Have you ever seen a website with seemingly random links in the footer? Not links related to the law firm or links to other pages within the site, but links for health insurance, buying and selling gold, ranking high in Google in 24 hours – things that just don't belong. These are usually placed on the site with an automated link exchange, link buying, or a link wheel (a group of sites linking to multiple sites to avoid the appearance of a link exchange).
Google can identify the header, footer, and featured content on your website. When third-party links appear in the footer, that is a red flag. This is a great example of Google not discriminating against types of links. For press releases they clearly say “anchor text.” For widely distributed links, they don't discriminate -- all links are included in this ban.
Forum Spam... It's SPAM!
“Forum comments with optimized links in the post or signature, for example:
Thanks, that’s great info!
paul’s pizza san diego pizza best pizza san diego”
Everyone has unsolicited comments on their blog that look like this. Comment spam has been a desperate practice with no value for many years. It has always been bad for your public image, and now it's bad for your search engine marketing.
Pay Per Click
For those of you who think that Google Adwords is the fast track to link heaven, the search giant goes on to assure you that Pay-Per-Click has no search engine optimization value. If you are hosting or using PPC ads that pass PageRank (i.e.: don't link with a nofollow tag), you are doing more harm than good.
What can you do?
After making a long list of Do Nots, Google moves a little toward fantasy land with, “If you build it they will link” advice.
“The best way to get other sites to create high-quality, relevant links to yours is to create unique, relevant content that can naturally gain popularity in the Internet community. Creating good content pays off: Links are usually editorial votes given by choice, and the more useful content you have, the greater the chances someone else will find that content valuable to their readers and link to it.”
Nobody is going to stumble onto your law firm's website, fall in love with your wrongful death or mergers & acquisitions page and suddenly tell all of their friends that they have read the finest literary masterpiece since The Great Gatsby. But what some people will do it is reference that content. Suggest it in their own blogs. Share it. Tweet it. Maybe even +1 it.
Don't think that Google is turning into a free-range, antibiotic-free, organically-grown search engine, where everyone will just hold hands and let the websites fall where they may. Google has gotten smarter. They know what content your website's URL and law firm's name is associated with. They also know who your firm is associated with. If this new round of Link Schemes is an indication of anything to come, it's that Google is weaning marketers off of hyperlinked keyphrases and making them focus on connections.

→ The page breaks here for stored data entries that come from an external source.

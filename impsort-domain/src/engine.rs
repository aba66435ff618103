use crate::options::Config;
use crate::strategies;
use impsort_types::record::ImportRecord;
use impsort_types::strategy::ChainEntry;
use tracing::debug;

/// Canonical order of one import group.
///
/// With external/internal grouping on, externals come first and each side is sorted on its own.
/// Each side then goes through the strategy chain: the first strategy partitions the records into
/// ordered buckets, the rest of the chain is applied to each bucket, and the buckets are
/// concatenated. Later strategies only ever refine ties left by earlier ones.
pub fn sort_group<'a>(records: &[&'a ImportRecord], config: &Config) -> Vec<&'a ImportRecord> {
    let chain = config.strategy_chain();
    if !config.group_external_internal() {
        return apply_chain(records, chain, 0);
    }

    let (external, internal): (Vec<&ImportRecord>, Vec<&ImportRecord>) =
        records.iter().copied().partition(|r| !config.is_internal(r));

    let mut sorted = apply_chain(&external, chain, 0);
    sorted.extend(apply_chain(&internal, chain, 0));
    sorted
}

/// Owned convenience wrapper around [`sort_group`].
pub fn sort_records(records: &[ImportRecord], config: &Config) -> Vec<ImportRecord> {
    let refs: Vec<&ImportRecord> = records.iter().collect();
    sort_group(&refs, config).into_iter().cloned().collect()
}

fn apply_chain<'a>(
    records: &[&'a ImportRecord],
    chain: &[ChainEntry],
    position: usize,
) -> Vec<&'a ImportRecord> {
    let Some(entry) = chain.get(position) else {
        return records.to_vec();
    };
    if records.len() <= 1 {
        return records.to_vec();
    }

    let Some(buckets) = strategies::partition(entry, records) else {
        debug!(strategy = %entry.strategy, "skipping unrecognized strategy");
        return apply_chain(records, chain, position + 1);
    };

    buckets
        .iter()
        .flat_map(|bucket| apply_chain(bucket, chain, position + 1))
        .collect()
}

Social interaction and connections are the endorsements Google is looking for. The inbound link algorithm was created for a time when people posted content to HTML websites, not Facebook Walls. Where someone was likely to express love or hatred for a product on a forum or message board, not a Twitter feed. Habits have changed and social network behavior can tell more to Google about quality than website links.
Your search engine marketing plan is henceforward to focus on connections, not just another hyperlinked keyphrase from a quality website.